Sample Efficient Modeling of Drag Coefficients for Satellites with Symmetry

Published in NeurIPS Workshop on Symmetry and Geometry in Neural Representations, 2023

Recommended citation: Neel Sortur, Linfeng Zhao, Robin Walters. Sample Efficient Modeling of Drag Coefficients for Satellites with Symmetry. In NeurIPS Workshop on Symmetry and Geometry in Neural Representations, 2023. https://openreview.net/forum?id=u7r2160QiP

Abstract: Accurate knowledge of the atmospheric drag coefficient for a satellite in low Earth orbit is crucial to plan an orbit that avoids collisions with other spacecraft, but its calculation has high uncertainty and is very expensive to numerically compute for long-horizon predictions. Previous work has improved coefficient modeling speed with data-driven approaches, but these models do not utilize domain symmetry.
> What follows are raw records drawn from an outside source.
use std::time::Duration;

use crate::domain::{ConfigError, Grid, REFERENCE_DIMENSION};

pub const DEFAULT_TICK_INTERVAL: Duration = Duration::from_millis(25);

/// Longest accepted tick interval. Keeps every tick deadline representable.
pub const MAX_TICK_INTERVAL: Duration = Duration::from_secs(24 * 60 * 60);

/// Board size and tick cadence, both fixed for the lifetime of a controller.
#[derive(Debug, Clone, Copy, PartialEq, Eq)]
pub struct SimulationConfig {
    pub dimension: usize,
    pub tick_interval: Duration,
}

impl Default for SimulationConfig {
    fn default() -> Self {
        Self {
            dimension: REFERENCE_DIMENSION,
            tick_interval: DEFAULT_TICK_INTERVAL,
        }
    }
}

impl SimulationConfig {
    pub fn with_dimension(mut self, dimension: usize) -> Self {
        self.dimension = dimension;
        self
    }

    pub fn with_tick_interval(mut self, tick_interval: Duration) -> Self {
        self.tick_interval = tick_interval;
        self
    }

    pub fn validate(&self) -> Result<(), ConfigError> {
        if self.dimension == 0 {
            return Err(ConfigError::ZeroDimension);
        }
        if Grid::checked_cell_count(self.dimension).is_none() {
            return Err(ConfigError::DimensionTooLarge(self.dimension));
        }
        if self.tick_interval.is_zero() {
            return Err(ConfigError::ZeroInterval);
        }
        if self.tick_interval > MAX_TICK_INTERVAL {
            return Err(ConfigError::IntervalTooLong(self.tick_interval));
        }
        Ok(())
    }
}

#[cfg(test)]
mod tests {
    use super::*;

    #[test]
    fn default_matches_reference_board() {
        let config = SimulationConfig::default();
        assert_eq!(config.dimension, 100);
        assert_eq!(config.tick_interval, Duration::from_millis(25));
        assert_eq!(config.validate(), Ok(()));
    }

    #[test]
    fn builder_overrides_fields() {
        let config = SimulationConfig::default()
            .with_dimension(40)
            .with_tick_interval(Duration::from_millis(100));
        assert_eq!(config.dimension, 40);
        assert_eq!(config.tick_interval, Duration::from_millis(100));
    }

    #[test]
    fn zero_values_are_rejected() {
        assert_eq!(
            SimulationConfig::default().with_dimension(0).validate(),
            Err(ConfigError::ZeroDimension)
        );
        assert_eq!(
            SimulationConfig::default().with_tick_interval(Duration::ZERO).validate(),
            Err(ConfigError::ZeroInterval)
        );
    }

    #[test]
    fn oversized_values_are_rejected() {
        let huge = 1 << (usize::BITS / 2);
        assert_eq!(
            SimulationConfig::default().with_dimension(huge).validate(),
            Err(ConfigError::DimensionTooLarge(huge))
        );
        assert_eq!(
            SimulationConfig::default().with_tick_interval(Duration::MAX).validate(),
            Err(ConfigError::IntervalTooLong(Duration::MAX))
        );
        assert_eq!(
            SimulationConfig::default().with_tick_interval(MAX_TICK_INTERVAL).validate(),
            Ok(())
        );
    }
}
This work investigates enforcing the invariance of atmospheric particle deflections off certain satellite geometries, resulting in higher sample efficiency and theoretically more robustness for data-driven methods. We train G-equivariant MLPs to predict the drag coefficient, where G defines invariances of the coefficient across different orientations of the satellite. We experiment on a synthetic dataset computed using the numerical Test Particle Monte Carlo (TPMC) method, where particles are fired at a satellite in the computational domain. We find that our method is more sample and computationally efficient than unconstrained baselines, which is significant because TPMC simulations are extremely computationally expensive.